▶ _Task description_
Go through the records and tally the lines that include the word "usize". The answer is that total alone.

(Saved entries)
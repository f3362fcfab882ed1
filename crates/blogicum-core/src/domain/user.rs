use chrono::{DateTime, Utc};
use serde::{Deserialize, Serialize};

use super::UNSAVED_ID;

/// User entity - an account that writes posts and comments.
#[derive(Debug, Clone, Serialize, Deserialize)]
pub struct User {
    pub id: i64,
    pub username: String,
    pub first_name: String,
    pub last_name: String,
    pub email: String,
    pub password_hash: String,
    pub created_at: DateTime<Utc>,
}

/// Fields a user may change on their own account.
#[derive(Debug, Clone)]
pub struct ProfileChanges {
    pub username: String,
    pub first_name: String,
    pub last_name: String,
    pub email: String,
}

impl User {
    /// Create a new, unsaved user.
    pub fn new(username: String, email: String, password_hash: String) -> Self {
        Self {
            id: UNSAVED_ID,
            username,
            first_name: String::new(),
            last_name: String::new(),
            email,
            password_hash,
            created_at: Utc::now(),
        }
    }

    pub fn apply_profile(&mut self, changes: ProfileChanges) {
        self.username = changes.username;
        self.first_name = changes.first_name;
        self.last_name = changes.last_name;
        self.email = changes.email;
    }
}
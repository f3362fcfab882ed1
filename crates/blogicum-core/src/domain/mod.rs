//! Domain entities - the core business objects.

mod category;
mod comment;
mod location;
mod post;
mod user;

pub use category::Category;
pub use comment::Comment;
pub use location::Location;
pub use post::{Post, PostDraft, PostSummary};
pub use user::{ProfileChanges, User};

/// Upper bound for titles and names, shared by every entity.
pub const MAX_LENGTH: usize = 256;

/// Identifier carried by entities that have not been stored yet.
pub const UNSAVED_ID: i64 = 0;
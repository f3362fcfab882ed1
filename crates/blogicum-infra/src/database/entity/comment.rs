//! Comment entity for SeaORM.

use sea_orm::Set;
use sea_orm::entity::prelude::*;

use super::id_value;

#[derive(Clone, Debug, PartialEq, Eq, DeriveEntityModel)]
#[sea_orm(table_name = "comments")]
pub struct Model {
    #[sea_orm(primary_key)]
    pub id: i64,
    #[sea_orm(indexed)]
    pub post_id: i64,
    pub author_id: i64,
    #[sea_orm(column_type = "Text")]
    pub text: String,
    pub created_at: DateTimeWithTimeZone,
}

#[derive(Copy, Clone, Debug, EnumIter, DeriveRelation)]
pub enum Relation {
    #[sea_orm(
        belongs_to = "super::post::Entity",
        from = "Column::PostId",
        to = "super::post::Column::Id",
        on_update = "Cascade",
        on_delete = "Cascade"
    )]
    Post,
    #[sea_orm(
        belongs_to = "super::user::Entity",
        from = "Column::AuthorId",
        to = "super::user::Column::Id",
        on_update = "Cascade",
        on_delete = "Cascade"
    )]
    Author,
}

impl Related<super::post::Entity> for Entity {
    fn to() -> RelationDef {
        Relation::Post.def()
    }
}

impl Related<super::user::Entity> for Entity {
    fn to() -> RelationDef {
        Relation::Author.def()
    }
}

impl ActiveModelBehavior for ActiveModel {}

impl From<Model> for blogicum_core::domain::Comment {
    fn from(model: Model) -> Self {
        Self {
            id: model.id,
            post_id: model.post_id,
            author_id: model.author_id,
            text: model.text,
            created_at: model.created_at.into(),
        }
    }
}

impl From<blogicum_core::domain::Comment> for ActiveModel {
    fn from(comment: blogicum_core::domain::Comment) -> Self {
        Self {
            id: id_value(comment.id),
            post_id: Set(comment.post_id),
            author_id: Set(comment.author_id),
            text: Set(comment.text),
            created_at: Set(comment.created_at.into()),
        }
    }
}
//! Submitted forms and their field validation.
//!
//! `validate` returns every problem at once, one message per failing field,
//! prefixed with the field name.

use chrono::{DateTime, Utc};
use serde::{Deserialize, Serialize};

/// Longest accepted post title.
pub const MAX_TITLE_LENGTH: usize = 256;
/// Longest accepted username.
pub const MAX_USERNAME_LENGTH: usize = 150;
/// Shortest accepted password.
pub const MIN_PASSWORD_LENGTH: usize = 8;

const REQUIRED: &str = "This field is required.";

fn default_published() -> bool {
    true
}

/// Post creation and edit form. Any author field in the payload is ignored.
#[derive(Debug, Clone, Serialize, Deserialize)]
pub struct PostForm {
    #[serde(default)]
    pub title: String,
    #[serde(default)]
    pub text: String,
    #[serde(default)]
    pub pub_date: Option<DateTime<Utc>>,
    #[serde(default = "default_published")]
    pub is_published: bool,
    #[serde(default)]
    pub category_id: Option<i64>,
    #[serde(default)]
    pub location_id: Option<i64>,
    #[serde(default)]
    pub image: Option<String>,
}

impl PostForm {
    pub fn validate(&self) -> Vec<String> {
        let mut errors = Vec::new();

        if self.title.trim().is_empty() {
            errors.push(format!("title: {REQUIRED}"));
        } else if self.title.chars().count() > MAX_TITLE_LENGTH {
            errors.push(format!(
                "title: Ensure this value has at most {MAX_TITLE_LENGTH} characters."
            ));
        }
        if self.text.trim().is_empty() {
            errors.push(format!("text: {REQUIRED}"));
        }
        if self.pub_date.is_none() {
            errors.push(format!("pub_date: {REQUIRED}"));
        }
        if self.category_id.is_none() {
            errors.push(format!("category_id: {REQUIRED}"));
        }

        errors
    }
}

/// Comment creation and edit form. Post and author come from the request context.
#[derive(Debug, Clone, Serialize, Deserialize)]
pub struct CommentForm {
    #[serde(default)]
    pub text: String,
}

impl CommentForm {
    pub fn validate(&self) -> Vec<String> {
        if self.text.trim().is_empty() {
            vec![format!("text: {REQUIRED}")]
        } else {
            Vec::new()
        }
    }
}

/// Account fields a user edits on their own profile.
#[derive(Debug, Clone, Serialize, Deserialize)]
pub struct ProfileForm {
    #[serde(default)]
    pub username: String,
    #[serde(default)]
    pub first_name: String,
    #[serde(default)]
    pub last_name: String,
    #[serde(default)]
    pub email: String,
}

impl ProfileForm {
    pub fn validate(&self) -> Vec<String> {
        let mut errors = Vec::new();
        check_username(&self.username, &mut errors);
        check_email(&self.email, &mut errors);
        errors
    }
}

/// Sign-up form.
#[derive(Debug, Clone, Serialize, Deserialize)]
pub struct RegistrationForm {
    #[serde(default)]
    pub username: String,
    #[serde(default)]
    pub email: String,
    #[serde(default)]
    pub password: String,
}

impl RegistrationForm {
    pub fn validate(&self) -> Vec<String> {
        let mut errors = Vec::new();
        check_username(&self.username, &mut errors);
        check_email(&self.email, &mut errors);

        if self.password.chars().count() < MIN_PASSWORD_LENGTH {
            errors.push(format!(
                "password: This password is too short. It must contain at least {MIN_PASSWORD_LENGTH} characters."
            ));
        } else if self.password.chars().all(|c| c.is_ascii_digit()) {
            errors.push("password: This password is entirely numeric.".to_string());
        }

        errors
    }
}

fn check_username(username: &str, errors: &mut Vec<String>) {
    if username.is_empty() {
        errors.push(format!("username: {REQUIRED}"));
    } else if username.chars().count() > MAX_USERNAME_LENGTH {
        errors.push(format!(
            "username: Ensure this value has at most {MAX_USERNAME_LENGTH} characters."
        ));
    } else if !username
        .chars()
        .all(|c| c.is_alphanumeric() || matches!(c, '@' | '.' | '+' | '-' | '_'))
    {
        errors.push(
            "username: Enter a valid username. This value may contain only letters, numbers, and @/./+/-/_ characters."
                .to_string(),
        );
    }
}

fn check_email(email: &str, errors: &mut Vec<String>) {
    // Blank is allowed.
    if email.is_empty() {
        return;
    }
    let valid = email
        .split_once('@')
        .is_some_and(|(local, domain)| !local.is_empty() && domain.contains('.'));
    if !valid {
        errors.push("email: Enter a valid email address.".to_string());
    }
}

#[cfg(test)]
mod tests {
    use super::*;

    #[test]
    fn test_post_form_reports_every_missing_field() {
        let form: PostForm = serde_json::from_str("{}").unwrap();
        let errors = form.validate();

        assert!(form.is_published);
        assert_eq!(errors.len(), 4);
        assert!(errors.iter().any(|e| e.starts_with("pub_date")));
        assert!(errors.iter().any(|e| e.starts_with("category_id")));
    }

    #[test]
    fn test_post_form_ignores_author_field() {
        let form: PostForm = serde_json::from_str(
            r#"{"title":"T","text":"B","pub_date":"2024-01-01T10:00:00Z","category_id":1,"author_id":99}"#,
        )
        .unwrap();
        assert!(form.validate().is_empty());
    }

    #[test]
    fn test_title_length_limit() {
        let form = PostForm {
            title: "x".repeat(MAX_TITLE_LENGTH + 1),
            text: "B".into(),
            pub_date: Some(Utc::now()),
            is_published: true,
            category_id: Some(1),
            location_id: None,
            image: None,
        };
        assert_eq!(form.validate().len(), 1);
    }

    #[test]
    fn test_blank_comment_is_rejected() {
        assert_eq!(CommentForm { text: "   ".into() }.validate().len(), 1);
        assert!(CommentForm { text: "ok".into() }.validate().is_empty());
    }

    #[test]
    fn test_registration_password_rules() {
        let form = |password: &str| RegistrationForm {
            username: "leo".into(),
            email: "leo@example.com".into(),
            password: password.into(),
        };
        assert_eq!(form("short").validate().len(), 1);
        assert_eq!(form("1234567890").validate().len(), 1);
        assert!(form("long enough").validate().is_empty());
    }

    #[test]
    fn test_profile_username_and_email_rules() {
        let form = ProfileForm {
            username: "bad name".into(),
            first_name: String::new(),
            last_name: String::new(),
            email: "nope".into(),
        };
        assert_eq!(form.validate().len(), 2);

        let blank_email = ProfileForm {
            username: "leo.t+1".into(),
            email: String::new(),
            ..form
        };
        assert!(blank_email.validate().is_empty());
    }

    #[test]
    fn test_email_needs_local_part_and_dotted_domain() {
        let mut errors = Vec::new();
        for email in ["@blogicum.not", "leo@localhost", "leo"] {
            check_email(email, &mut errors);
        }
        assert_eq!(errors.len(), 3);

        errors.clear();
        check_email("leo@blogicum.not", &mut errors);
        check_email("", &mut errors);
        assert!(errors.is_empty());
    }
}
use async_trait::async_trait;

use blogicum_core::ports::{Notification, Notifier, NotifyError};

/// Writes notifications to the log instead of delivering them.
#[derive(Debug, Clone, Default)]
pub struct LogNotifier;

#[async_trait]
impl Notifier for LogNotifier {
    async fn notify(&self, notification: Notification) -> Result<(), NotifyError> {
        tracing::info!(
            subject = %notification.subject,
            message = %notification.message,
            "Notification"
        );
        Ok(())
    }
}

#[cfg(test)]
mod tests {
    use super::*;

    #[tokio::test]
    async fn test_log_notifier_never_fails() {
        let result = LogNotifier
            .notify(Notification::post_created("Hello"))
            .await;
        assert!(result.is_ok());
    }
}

▶ _The answer_
4